■ **YOUR ASSIGNMENT**
Scan the data below and state the number of lines that include the word "struct", adding no comment.

+++ WORKING DATA

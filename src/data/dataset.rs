//! Historical dataset: validation, de-duplication and derived calendar fields.
//!
//! This is the boundary where untrusted rows become typed observations. After
//! `HistoricalDataset::from_raw` succeeds, every observation has a date, finite
//! non-negative metrics and an integral check count, dates are unique and
//! sorted, and the derived fields (`day_number`, `month_number`, ...) are
//! computed once.

use std::collections::BTreeMap;

use chrono::{Datelike, NaiveDate};
use serde::{Deserialize, Serialize};

use crate::domain::{Granularity, Metric};
use crate::error::AppError;

/// Tolerance for treating a parsed check count as integral.
const CHECKS_INTEGRAL_EPS: f64 = 1e-6;

/// An input row as handed over by the loading collaborator.
///
/// Numbers are already parsed; the date may still be missing.
#[derive(Debug, Clone, Copy, PartialEq)]
pub struct RawObservation {
    pub date: Option<NaiveDate>,
    pub checks: f64,
    pub avg_check: f64,
    pub total_sales: f64,
}

/// One validated daily sales record with its derived calendar fields.
#[derive(Debug, Clone, Copy, PartialEq, Serialize, Deserialize)]
pub struct Observation {
    pub date: NaiveDate,
    pub checks: u64,
    pub avg_check: f64,
    pub total_sales: f64,
    /// 1-based offset from the dataset's minimum date.
    pub day_number: i64,
    /// 1..=366
    pub day_of_year: u32,
    /// `(year - base_year) * 12 + month`
    pub month_number: i32,
    pub year: i32,
    pub month: u32,
}

impl Observation {
    pub fn value(&self, metric: Metric) -> f64 {
        match metric {
            Metric::Checks => self.checks as f64,
            Metric::AvgCheck => self.avg_check,
            Metric::TotalSales => self.total_sales,
        }
    }
}

/// The unit a trend model is fit on: one day, or one month aggregate.
#[derive(Debug, Clone, Copy, PartialEq)]
pub struct TrainingRow {
    pub date: NaiveDate,
    /// Regression index: `day_number` (daily) or `month_number` (monthly).
    pub index: f64,
    pub checks: f64,
    pub avg_check: f64,
    pub total_sales: f64,
}

impl TrainingRow {
    pub fn value(&self, metric: Metric) -> f64 {
        match metric {
            Metric::Checks => self.checks,
            Metric::AvgCheck => self.avg_check,
            Metric::TotalSales => self.total_sales,
        }
    }
}

/// Summary stats about the cleaned dataset.
#[derive(Debug, Clone, PartialEq)]
pub struct DatasetStats {
    pub rows_in: usize,
    pub n_observations: usize,
    pub duplicates_merged: usize,
    pub first_date: NaiveDate,
    pub last_date: NaiveDate,
    pub base_year: i32,
}

#[derive(Debug, Clone)]
pub struct HistoricalDataset {
    observations: Vec<Observation>,
    stats: DatasetStats,
}

impl HistoricalDataset {
    /// Validate raw rows and build the dataset.
    ///
    /// Fails with an input-validation error on an empty input, a missing date,
    /// a non-finite or negative metric, or a fractional check count.
    /// Rows sharing a date are merged (checks and total summed, average check
    /// averaged).
    pub fn from_raw(rows: &[RawObservation], base_year: Option<i32>) -> Result<Self, AppError> {
        if rows.is_empty() {
            return Err(AppError::validation("Dataset is empty."));
        }

        // date -> (checks sum, avg_check values, total sum)
        let mut by_date: BTreeMap<NaiveDate, (u64, Vec<f64>, f64)> = BTreeMap::new();

        for (i, row) in rows.iter().enumerate() {
            let Some(date) = row.date else {
                return Err(AppError::validation(format!("Row {}: missing date.", i + 1)));
            };
            let checks = validate_checks(row.checks).map_err(|m| {
                AppError::validation(format!("Row {} ({date}): {m}", i + 1))
            })?;
            for (metric, v) in [
                (Metric::AvgCheck, row.avg_check),
                (Metric::TotalSales, row.total_sales),
            ] {
                if !v.is_finite() || v < 0.0 {
                    return Err(AppError::validation(format!(
                        "Row {} ({date}): {} must be a finite non-negative number, got {v}.",
                        i + 1,
                        metric.key()
                    )));
                }
            }

            let entry = by_date.entry(date).or_insert((0, Vec::new(), 0.0));
            entry.0 += checks;
            entry.1.push(row.avg_check);
            entry.2 += row.total_sales;
        }

        let duplicates_merged = rows.len() - by_date.len();
        if duplicates_merged > 0 {
            log::warn!("Merged {duplicates_merged} rows that repeated an existing date.");
        }

        let (Some(&first_date), Some(&last_date)) = (by_date.keys().next(), by_date.keys().next_back())
        else {
            return Err(AppError::validation("Dataset is empty."));
        };
        let base_year = base_year.unwrap_or(first_date.year());

        let observations: Vec<Observation> = by_date
            .into_iter()
            .map(|(date, (checks, avgs, total_sales))| {
                let avg_check = avgs.iter().sum::<f64>() / avgs.len() as f64;
                Observation {
                    date,
                    checks,
                    avg_check,
                    total_sales,
                    day_number: (date - first_date).num_days() + 1,
                    day_of_year: date.ordinal(),
                    month_number: month_number(date, base_year),
                    year: date.year(),
                    month: date.month(),
                }
            })
            .collect();

        let stats = DatasetStats {
            rows_in: rows.len(),
            n_observations: observations.len(),
            duplicates_merged,
            first_date,
            last_date,
            base_year,
        };

        log::info!(
            "Dataset: {} observations {}..{} (base year {base_year})",
            stats.n_observations,
            stats.first_date,
            stats.last_date
        );

        Ok(Self { observations, stats })
    }

    pub fn observations(&self) -> &[Observation] {
        &self.observations
    }

    pub fn stats(&self) -> &DatasetStats {
        &self.stats
    }

    pub fn first_date(&self) -> NaiveDate {
        self.stats.first_date
    }

    pub fn last_date(&self) -> NaiveDate {
        self.stats.last_date
    }

    pub fn base_year(&self) -> i32 {
        self.stats.base_year
    }

    /// Regression index of an arbitrary date under this dataset's anchors.
    pub fn index_of(&self, date: NaiveDate, granularity: Granularity) -> f64 {
        match granularity {
            Granularity::Daily => ((date - self.stats.first_date).num_days() + 1) as f64,
            Granularity::Monthly => month_number(date, self.stats.base_year) as f64,
        }
    }

    /// Observations dated on `day` of any month in `year`.
    pub fn day_of_month_in_year(&self, year: i32, day: u32) -> impl Iterator<Item = &Observation> {
        self.observations
            .iter()
            .filter(move |o| o.year == year && o.date.day() == day)
    }

    /// Rows the trend models are fit on, ordered by date.
    ///
    /// Monthly rows aggregate a month's observations: checks summed, average
    /// check averaged, total sales summed.
    pub fn training_rows(&self, granularity: Granularity) -> Vec<TrainingRow> {
        match granularity {
            Granularity::Daily => self
                .observations
                .iter()
                .map(|o| TrainingRow {
                    date: o.date,
                    index: o.day_number as f64,
                    checks: o.checks as f64,
                    avg_check: o.avg_check,
                    total_sales: o.total_sales,
                })
                .collect(),
            Granularity::Monthly => {
                let mut months: BTreeMap<i32, (NaiveDate, f64, f64, usize, f64)> = BTreeMap::new();
                for o in &self.observations {
                    let start = NaiveDate::from_ymd_opt(o.year, o.month, 1).unwrap_or(o.date);
                    let entry = months.entry(o.month_number).or_insert((start, 0.0, 0.0, 0, 0.0));
                    entry.1 += o.checks as f64;
                    entry.2 += o.avg_check;
                    entry.3 += 1;
                    entry.4 += o.total_sales;
                }
                months
                    .into_iter()
                    .map(|(mn, (date, checks, avg_sum, n, total_sales))| TrainingRow {
                        date,
                        index: mn as f64,
                        checks,
                        avg_check: avg_sum / n as f64,
                        total_sales,
                    })
                    .collect()
            }
        }
    }
}

/// Consecutive month index anchored at `base_year` (January of `base_year` is 1).
pub fn month_number(date: NaiveDate, base_year: i32) -> i32 {
    (date.year() - base_year) * 12 + date.month() as i32
}

fn validate_checks(v: f64) -> Result<u64, String> {
    if !v.is_finite() || v < 0.0 {
        return Err(format!("checks must be a finite non-negative number, got {v}."));
    }
    let rounded = v.round();
    if (v - rounded).abs() > CHECKS_INTEGRAL_EPS {
        return Err(format!("checks must be a whole number, got {v}."));
    }
    Ok(rounded as u64)
}

#[cfg(test)]
mod tests {
    use super::*;
    use crate::error::ErrorKind;

    fn d(y: i32, m: u32, day: u32) -> NaiveDate {
        NaiveDate::from_ymd_opt(y, m, day).unwrap()
    }

    fn raw(date: NaiveDate, checks: f64, avg: f64) -> RawObservation {
        RawObservation {
            date: Some(date),
            checks,
            avg_check: avg,
            total_sales: checks * avg,
        }
    }

    #[test]
    fn derived_fields_are_anchored() {
        let rows = vec![raw(d(2023, 12, 31), 10.0, 5.0), raw(d(2022, 1, 1), 20.0, 4.0)];
        let ds = HistoricalDataset::from_raw(&rows, None).unwrap();
        let obs = ds.observations();

        assert_eq!(obs[0].date, d(2022, 1, 1));
        assert_eq!(obs[0].day_number, 1);
        assert_eq!(obs[0].month_number, 1);
        assert_eq!(obs[1].day_number, 730);
        assert_eq!(obs[1].day_of_year, 365);
        assert_eq!(obs[1].month_number, 24);
        assert_eq!(ds.base_year(), 2022);
    }

    #[test]
    fn configured_base_year_shifts_month_number() {
        let rows = vec![raw(d(2023, 3, 1), 1.0, 1.0)];
        let ds = HistoricalDataset::from_raw(&rows, Some(2022)).unwrap();
        assert_eq!(ds.observations()[0].month_number, 15);
    }

    #[test]
    fn missing_date_is_a_validation_error() {
        let rows = vec![
            raw(d(2024, 1, 1), 1.0, 1.0),
            RawObservation {
                date: None,
                checks: 1.0,
                avg_check: 1.0,
                total_sales: 1.0,
            },
        ];
        let err = HistoricalDataset::from_raw(&rows, None).unwrap_err();
        assert_eq!(err.kind(), ErrorKind::InputValidation);
        assert!(err.message().contains("Row 2"));
    }

    #[test]
    fn non_finite_and_fractional_values_are_rejected() {
        let nan = vec![raw(d(2024, 1, 1), 1.0, f64::NAN)];
        assert_eq!(
            HistoricalDataset::from_raw(&nan, None).unwrap_err().kind(),
            ErrorKind::InputValidation
        );

        let fractional = vec![raw(d(2024, 1, 1), 1.5, 1.0)];
        assert_eq!(
            HistoricalDataset::from_raw(&fractional, None).unwrap_err().kind(),
            ErrorKind::InputValidation
        );

        assert_eq!(
            HistoricalDataset::from_raw(&[], None).unwrap_err().kind(),
            ErrorKind::InputValidation
        );
    }

    #[test]
    fn duplicate_dates_are_merged() {
        let rows = vec![raw(d(2024, 1, 1), 10.0, 100.0), raw(d(2024, 1, 1), 30.0, 200.0)];
        let ds = HistoricalDataset::from_raw(&rows, None).unwrap();
        assert_eq!(ds.observations().len(), 1);
        assert_eq!(ds.stats().duplicates_merged, 1);

        let o = ds.observations()[0];
        assert_eq!(o.checks, 40);
        assert!((o.avg_check - 150.0).abs() < 1e-12);
        assert!((o.total_sales - 7000.0).abs() < 1e-9);
    }

    #[test]
    fn monthly_rows_aggregate_sum_mean_sum() {
        let rows = vec![
            raw(d(2024, 1, 1), 10.0, 100.0),
            raw(d(2024, 1, 2), 20.0, 300.0),
            raw(d(2024, 2, 1), 5.0, 50.0),
        ];
        let ds = HistoricalDataset::from_raw(&rows, None).unwrap();
        let monthly = ds.training_rows(Granularity::Monthly);

        assert_eq!(monthly.len(), 2);
        assert_eq!(monthly[0].date, d(2024, 1, 1));
        assert_eq!(monthly[0].index, 1.0);
        assert_eq!(monthly[0].checks, 30.0);
        assert!((monthly[0].avg_check - 200.0).abs() < 1e-12);
        assert!((monthly[0].total_sales - 7000.0).abs() < 1e-9);
        assert_eq!(monthly[1].index, 2.0);
    }

    #[test]
    fn index_of_future_dates_extends_history() {
        let rows = vec![raw(d(2024, 1, 1), 1.0, 1.0)];
        let ds = HistoricalDataset::from_raw(&rows, Some(2022)).unwrap();
        assert_eq!(ds.index_of(d(2024, 1, 2), Granularity::Daily), 2.0);
        assert_eq!(ds.index_of(d(2025, 1, 1), Granularity::Monthly), 37.0);
    }
}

++++++

■ **THE ANSWER**
5